Legal challenges off-peak deliveries
The purpose of the Scania Hits project is to demonstrate the possibilities of accelerating the development of efficient and sustainable freight transport within cities. One demonstrator is about off-peak delivery. A previous project has shown that a carrier can increase its efficiency by 30% by switching to off-peak delivery. So why is this not happening already?
One obstacle is the legislation that divides the freight transport chain into three different actors: seller/sender, buyer/receiver, and the carrier. The seller and the buyer dictate the terms of the transport chain and the carrier is only a performer. The legislation maintains the power structure and makes it difficult for the carrier to implement alternative routines and processes.

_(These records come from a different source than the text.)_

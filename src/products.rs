//! Products
//!
//! Read-only catalog records as served by the store API, plus the pricing rules used
//! when a customer picks a size and add-ons for a product.

use std::fmt;

use rustc_hash::FxHashMap;
use serde::{Deserialize, Serialize};
use smallvec::SmallVec;
use thiserror::Error;

use crate::{prices::Price, quantity::Quantity};

/// Errors raised while resolving catalog selections.
#[derive(Debug, Error, PartialEq, Eq)]
pub enum CatalogError {
    /// No product with the given id exists in the catalog.
    #[error("product {0} not found")]
    ProductNotFound(u64),

    /// The product is not currently available to order.
    #[error("product {0} is not available")]
    ProductUnavailable(u64),

    /// The product has no size with the given id.
    #[error("size {size} not found for product {product}")]
    SizeNotFound {
        /// Product id
        product: u64,

        /// Requested size id
        size: u64,
    },

    /// The product has no add-on with the given id.
    #[error("add-on {addon} not found for product {product}")]
    AddonNotFound {
        /// Product id
        product: u64,

        /// Requested add-on id
        addon: u64,
    },

    /// The add-on exists but is not currently available.
    #[error("add-on {0} is not available")]
    AddonUnavailable(u64),
}

/// Portion size of a product.
#[derive(Debug, Clone, Copy, PartialEq, Eq, PartialOrd, Ord, Hash, Serialize, Deserialize)]
pub enum Size {
    /// Small portion
    #[serde(alias = "small")]
    Small,

    /// Medium portion
    #[serde(alias = "medium")]
    Medium,

    /// Large portion
    #[serde(alias = "large")]
    Large,
}

impl Size {
    /// Display label for the size.
    #[must_use]
    pub const fn label(self) -> &'static str {
        match self {
            Size::Small => "Small",
            Size::Medium => "Medium",
            Size::Large => "Large",
        }
    }
}

impl fmt::Display for Size {
    fn fmt(&self, f: &mut fmt::Formatter<'_>) -> fmt::Result {
        f.write_str(self.label())
    }
}

/// Add-on as attached to a cart line.
#[derive(Debug, Clone, PartialEq, Eq, Serialize, Deserialize)]
pub struct AddOn {
    /// Add-on id, unique within its product
    pub id: u64,

    /// Add-on name
    pub name: String,

    /// Add-on price
    pub price: Price,
}

/// A purchasable size of a product.
#[derive(Debug, Clone, PartialEq, Eq, Serialize, Deserialize)]
pub struct ProductSize {
    /// Size id, referenced by order lines
    pub id: u64,

    /// Portion size
    pub size: Size,

    /// Price for this size
    pub price: Price,
}

/// Add-on as listed in the catalog.
#[derive(Debug, Clone, PartialEq, Eq, Serialize, Deserialize)]
pub struct CatalogAddon {
    /// Add-on id
    pub id: u64,

    /// Add-on name
    pub name: String,

    /// Optional description
    #[serde(default)]
    pub description: Option<String>,

    /// Add-on price
    pub price: Price,

    /// Whether the add-on can currently be selected
    #[serde(default = "available")]
    pub is_available: bool,
}

impl From<&CatalogAddon> for AddOn {
    fn from(addon: &CatalogAddon) -> Self {
        AddOn {
            id: addon.id,
            name: addon.name.clone(),
            price: addon.price,
        }
    }
}

/// Product
#[derive(Debug, Clone, PartialEq, Eq, Serialize, Deserialize)]
pub struct Product {
    /// Product id
    pub id: u64,

    /// Product name
    pub name: String,

    /// Optional description
    #[serde(default)]
    pub description: Option<String>,

    /// Optional image
    #[serde(default)]
    pub image_url: Option<String>,

    /// Whether the product can be ordered
    #[serde(default = "available")]
    pub is_available: bool,

    /// Whether the product is promoted on the home screen
    #[serde(default)]
    pub is_featured: bool,

    /// Sale price overriding every size price when set
    #[serde(default)]
    pub sale_price: Option<Price>,

    /// Available sizes
    #[serde(default)]
    pub sizes: Vec<ProductSize>,

    /// Add-ons offered with this product
    #[serde(default)]
    pub addons: Vec<CatalogAddon>,
}

fn available() -> bool {
    true
}

impl Product {
    /// Find one of this product's sizes by id.
    ///
    /// # Errors
    ///
    /// Returns [`CatalogError::SizeNotFound`] if the product has no such size.
    pub fn size(&self, size_id: u64) -> Result<&ProductSize, CatalogError> {
        self.sizes
            .iter()
            .find(|size| size.id == size_id)
            .ok_or(CatalogError::SizeNotFound {
                product: self.id,
                size: size_id,
            })
    }

    /// Base price of one unit in the given size, before add-ons.
    ///
    /// A sale price replaces the size price for every size.
    #[must_use]
    pub fn unit_base_price(&self, size: &ProductSize) -> Price {
        self.sale_price.unwrap_or(size.price)
    }

    /// Add-ons that may currently be selected.
    pub fn available_addons(&self) -> impl Iterator<Item = &CatalogAddon> {
        self.addons.iter().filter(|addon| addon.is_available)
    }

    /// Resolve a customer's selection into the arguments for adding it to the cart.
    ///
    /// # Errors
    ///
    /// Returns a [`CatalogError`] if the product is unavailable, or the size or any
    /// add-on cannot be resolved.
    pub fn selection(
        &self,
        size_id: u64,
        addon_ids: &[u64],
        quantity: Quantity,
    ) -> Result<CartAddition, CatalogError> {
        if !self.is_available {
            return Err(CatalogError::ProductUnavailable(self.id));
        }

        let size = self.size(size_id)?;

        let addons = addon_ids
            .iter()
            .map(|&addon_id| {
                let addon = self
                    .addons
                    .iter()
                    .find(|addon| addon.id == addon_id)
                    .ok_or(CatalogError::AddonNotFound {
                        product: self.id,
                        addon: addon_id,
                    })?;

                if addon.is_available {
                    Ok(AddOn::from(addon))
                } else {
                    Err(CatalogError::AddonUnavailable(addon_id))
                }
            })
            .collect::<Result<SmallVec<[AddOn; 4]>, _>>()?;

        Ok(CartAddition {
            name: self.name.clone(),
            size: size.size,
            quantity,
            base_price: self.unit_base_price(size),
            size_ref: Some(size.id),
            addons,
            image_url: self.image_url.clone(),
        })
    }
}

/// Everything needed to add a product selection to the cart.
#[derive(Debug, Clone, PartialEq)]
pub struct CartAddition {
    /// Product name
    pub name: String,

    /// Chosen size
    pub size: Size,

    /// Requested quantity
    pub quantity: Quantity,

    /// Unit price before add-ons
    pub base_price: Price,

    /// Catalog size reference
    pub size_ref: Option<u64>,

    /// Chosen add-ons
    pub addons: SmallVec<[AddOn; 4]>,

    /// Product image
    pub image_url: Option<String>,
}

impl CartAddition {
    /// Price of one unit including add-ons.
    #[must_use]
    pub fn unit_price(&self) -> Price {
        self.base_price + self.addons.iter().map(|addon| addon.price).sum::<Price>()
    }

    /// Price of the whole selection, as shown on the "add to cart" button.
    #[must_use]
    pub fn line_price(&self) -> Price {
        self.unit_price().times(self.quantity)
    }
}

/// The product catalog, indexed by product id.
#[derive(Debug, Clone, Default)]
pub struct Catalog {
    products: Vec<Product>,
    index: FxHashMap<u64, usize>,
}

impl Catalog {
    /// Build a catalog from a product listing.
    #[must_use]
    pub fn new(products: Vec<Product>) -> Self {
        let index = products
            .iter()
            .enumerate()
            .map(|(idx, product)| (product.id, idx))
            .collect();

        Self { products, index }
    }

    /// Look up a product by id.
    ///
    /// # Errors
    ///
    /// Returns [`CatalogError::ProductNotFound`] if the id is unknown.
    pub fn product(&self, id: u64) -> Result<&Product, CatalogError> {
        self.index
            .get(&id)
            .and_then(|&idx| self.products.get(idx))
            .ok_or(CatalogError::ProductNotFound(id))
    }

    /// Products that can currently be ordered, in listing order.
    pub fn available(&self) -> impl Iterator<Item = &Product> {
        self.products.iter().filter(|product| product.is_available)
    }

    /// Featured products that can currently be ordered.
    pub fn featured(&self) -> impl Iterator<Item = &Product> {
        self.available().filter(|product| product.is_featured)
    }

    /// Number of products in the catalog.
    #[must_use]
    pub fn len(&self) -> usize {
        self.products.len()
    }

    /// Check if the catalog is empty.
    #[must_use]
    pub fn is_empty(&self) -> bool {
        self.products.is_empty()
    }
}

In off-peak delivery seller and buyer will not gain much in efficiency and therefore must receive some other form of incentive or dis-incentive to support the carriers shift to off-peak deliveries.
is a senior researcher and expert in the field of sustainable transport- and logistic systems. The research activities revolve around the core question of assessing energy, emissions and resource utilisation by applying a life cycle perspective. Sebastian has been active in the field since 1995 in various research and consultancy positions. Since 2012 he is part of the transport and mobility team at IVL Swedish Environmental research institute. Sebastian holds a degree in Physics from the University of Gothenburg (1992) and a licentiate thesis in sustainable Logistics at Chalmers (1999)
Sönke von Wieding
is a senior researcher at SSPA Sweden AB within sustainable logistics. His primary research interest is to advance the understanding of the interaction between logistics, transport and land-use and to develop solutions to improve the sustainability of logistics operations. His expertise is in impact assessment of logistics measures, urban freight planning and intermodal transport. Sönke holds a master’s degree in transport engineering from the University of Hanover, a master’s degree in supply chain management from Chalmers University of Technology. He received his PhD in Sustainable Logistics from Chalmers University of Technology in 2012. The thesis received the DB Schenker Award 2012 for the PhD thesis’ scientific excellence, degree of innovation, practical relevance, and benefit to the environment and society.

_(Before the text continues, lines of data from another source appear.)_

//! Checkout Example
//!
//! This example fills a cart from a fixture set, checks delivery eligibility, prints
//! the cart receipt and places the order against an in-process order API.
//!
//! Use `-f` to load a fixture set by name
//! Use `-n` to specify the number of selections to add to the cart
//! Use `--collect` to collect instead of delivering, `--card` to pay by card
//! Use `--lat` and `--lng` to give the delivery address coordinates
//!
//! Set `RUST_LOG=debug` to see the cart and delivery logs.

use std::{io, sync::Mutex};

use anyhow::Result;
use async_trait::async_trait;
use clap::Parser;
use jiff::Timestamp;
use tracing_subscriber::{EnvFilter, fmt, layer::SubscriberExt, util::SubscriberInitExt};

use bites::{
    checkout::{CheckoutDraft, OrderSubmission, OrderType, ProfileUpdate, place_order},
    context::User,
    delivery::{Eligibility, OrderTypeSelector},
    fixtures::Fixture,
    gateway::{GatewayError, OrderGateway},
    orders::{ApiOrder, ApiOrderItem, OrderPage, OrderStatus, PageMeta, Progress},
    prices::Price,
    products::{Catalog, Product},
    quantity::Quantity,
    receipt::Receipt,
    settings::{DeliverySettings, RemoteSettings},
    utils::DemoCheckoutArgs,
};

/// Order API that prices submissions against the fixture menu.
#[derive(Debug)]
struct LocalGateway {
    catalog: Catalog,
    settings: DeliverySettings,
    orders: Mutex<Vec<ApiOrder>>,
}

impl LocalGateway {
    fn price_line(&self, size_ref: u64, addon_ids: &[u64]) -> Option<(String, String, Price)> {
        self.catalog.available().find_map(|product| {
            let size = product.sizes.iter().find(|size| size.id == size_ref)?;
            let addons: Price = product
                .addons
                .iter()
                .filter(|addon| addon_ids.contains(&addon.id))
                .map(|addon| addon.price)
                .sum();

            Some((
                product.name.clone(),
                size.size.label().to_lowercase(),
                product.unit_base_price(size) + addons,
            ))
        })
    }
}

#[async_trait]
impl OrderGateway for LocalGateway {
    async fn create_order(&self, submission: &OrderSubmission) -> Result<ApiOrder, GatewayError> {
        let mut items = Vec::with_capacity(submission.line_items.len());

        for (id, line) in (1..).zip(&submission.line_items) {
            let (product_name, size, unit_price) = self
                .price_line(line.size_ref, &line.addon_ids)
                .ok_or(GatewayError::Rejected {
                    status: 422,
                    message: Some("One of your items is no longer available".to_string()),
                })?;

            items.push(ApiOrderItem {
                id,
                product_name,
                size,
                quantity: line.quantity,
                unit_price,
                total_price: unit_price.times(Quantity::clamped(i64::from(line.quantity))),
            });
        }

        let mut orders = self
            .orders
            .lock()
            .map_err(|_err| GatewayError::Network("order store poisoned".to_string()))?;

        let subtotal: Price = items.iter().map(|item| item.total_price).sum();
        let delivery_fee = match submission.order_type {
            OrderType::Delivery => self.settings.fee_amount,
            OrderType::Collection => Price::ZERO,
        };
        let id = u64::try_from(orders.len()).unwrap_or(u64::MAX).saturating_add(1);

        let order = ApiOrder {
            id,
            order_number: format!("KB-{:04}", 1000 + id),
            customer_name: submission.customer_name.clone(),
            customer_phone: submission.customer_phone.clone(),
            delivery_address: submission.delivery_address.clone(),
            delivery_latitude: submission.delivery_latitude,
            delivery_longitude: submission.delivery_longitude,
            order_type: Some(submission.order_type),
            subtotal,
            delivery_fee,
            total: subtotal + delivery_fee,
            status: OrderStatus::Pending,
            status_label: OrderStatus::Pending.label().to_string(),
            payment_method: format!("{:?}", submission.payment_method).to_lowercase(),
            payment_method_label: format!("{:?}", submission.payment_method),
            notes: submission.notes.clone(),
            estimated_delivery_at: None,
            created_at: Timestamp::now(),
            items,
            status_history: Vec::new(),
        };

        orders.push(order.clone());

        Ok(order)
    }

    async fn get_order(&self, order_number: &str) -> Result<ApiOrder, GatewayError> {
        self.orders
            .lock()
            .map_err(|_err| GatewayError::Network("order store poisoned".to_string()))?
            .iter()
            .find(|order| order.order_number == order_number)
            .cloned()
            .ok_or(GatewayError::NotFound)
    }

    async fn list_orders(&self, page: u32, _per_page: u32) -> Result<OrderPage, GatewayError> {
        let orders = self
            .orders
            .lock()
            .map_err(|_err| GatewayError::Network("order store poisoned".to_string()))?
            .clone();
        let total = u32::try_from(orders.len()).unwrap_or(u32::MAX);

        Ok(OrderPage {
            orders,
            meta: PageMeta {
                current_page: page,
                last_page: 1,
                total,
            },
        })
    }

    async fn update_profile(&self, _update: &ProfileUpdate) -> Result<User, GatewayError> {
        Err(GatewayError::Rejected {
            status: 401,
            message: Some("Unauthenticated".to_string()),
        })
    }

    async fn list_products(&self) -> Result<Vec<Product>, GatewayError> {
        Ok(self.catalog.available().cloned().collect())
    }

    async fn store_settings(&self) -> Result<RemoteSettings, GatewayError> {
        Ok(RemoteSettings::default())
    }
}

/// Checkout Example
#[tokio::main(flavor = "current_thread")]
#[expect(clippy::print_stdout, reason = "Example code")]
pub async fn main() -> Result<()> {
    tracing_subscriber::registry()
        .with(EnvFilter::try_from_default_env().unwrap_or_else(|_err| EnvFilter::new("info")))
        .with(fmt::layer().compact().with_target(true))
        .init();

    let args = DemoCheckoutArgs::parse();

    let fixture = Fixture::from_set(&args.fixture)?;
    let settings = fixture.settings().delivery();
    let mut cart = fixture.cart(args.n)?;

    let mut selector = OrderTypeSelector::default();
    let eligibility = Eligibility::check(args.coordinates(), &settings);

    selector.reconcile(&eligibility);

    if !selector.select(args.order_type()) {
        println!("Delivery is not available to this address, collecting instead.");
    }

    if let Some(note) = eligibility.note() {
        println!("{note}");
    }

    let mut draft = fixture_draft();
    draft.order_type = selector.order_type();
    draft.payment_method = args.payment_method();
    draft.set_address("14 Mdantsane Road, East London", args.coordinates());

    let stdout = io::stdout();
    let mut handle = stdout.lock();

    Receipt::from_cart(cart.items(), draft.order_type, &settings).write_to(&mut handle)?;

    let gateway = LocalGateway {
        catalog: fixture.catalog(),
        settings,
        orders: Mutex::new(Vec::new()),
    };

    match place_order(&mut cart, &draft, &settings, None, &gateway).await {
        Ok(confirmation) => {
            Receipt::from_order(&confirmation.order).write_to(&mut handle)?;

            for step in Progress::for_order(&confirmation.order).steps() {
                let marker = if step.completed { "●" } else { "○" };

                println!(" {marker} {}", step.label);
            }
        }
        Err(err) => println!("Checkout failed: {}", err.user_message()),
    }

    Ok(())
}

fn fixture_draft() -> CheckoutDraft {
    CheckoutDraft {
        customer_name: "Thandi Mokoena".to_string(),
        phone_number: "082 123 4567".to_string(),
        special_instructions: Some("Extra vinegar on the chips".to_string()),
        ..CheckoutDraft::default()
    }
}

Modelling environmental potential of consolidated distribution
Our role in the project is to estimate the sustainability potential of several innovative delivery solutions developed in the project. We do this by comparing the external costs of business-as-usual distribution activities in the city area of Södermalm in Stockholm, with consolidated deliveries using a full-scale consolidation system utilizing different hub solutions. The external costs included in the analysis are cost of congestion, climate impact, impact on public health and ecosystems (air pollution), noise and accidents. To analyse the sustainability potential of the solutions we calculate first a business-as-usual scenario, i.e. the external costs of today’ system without consolidation. We then calculate the external cost of several hub-scenarios utilizing different hub and transport system designs.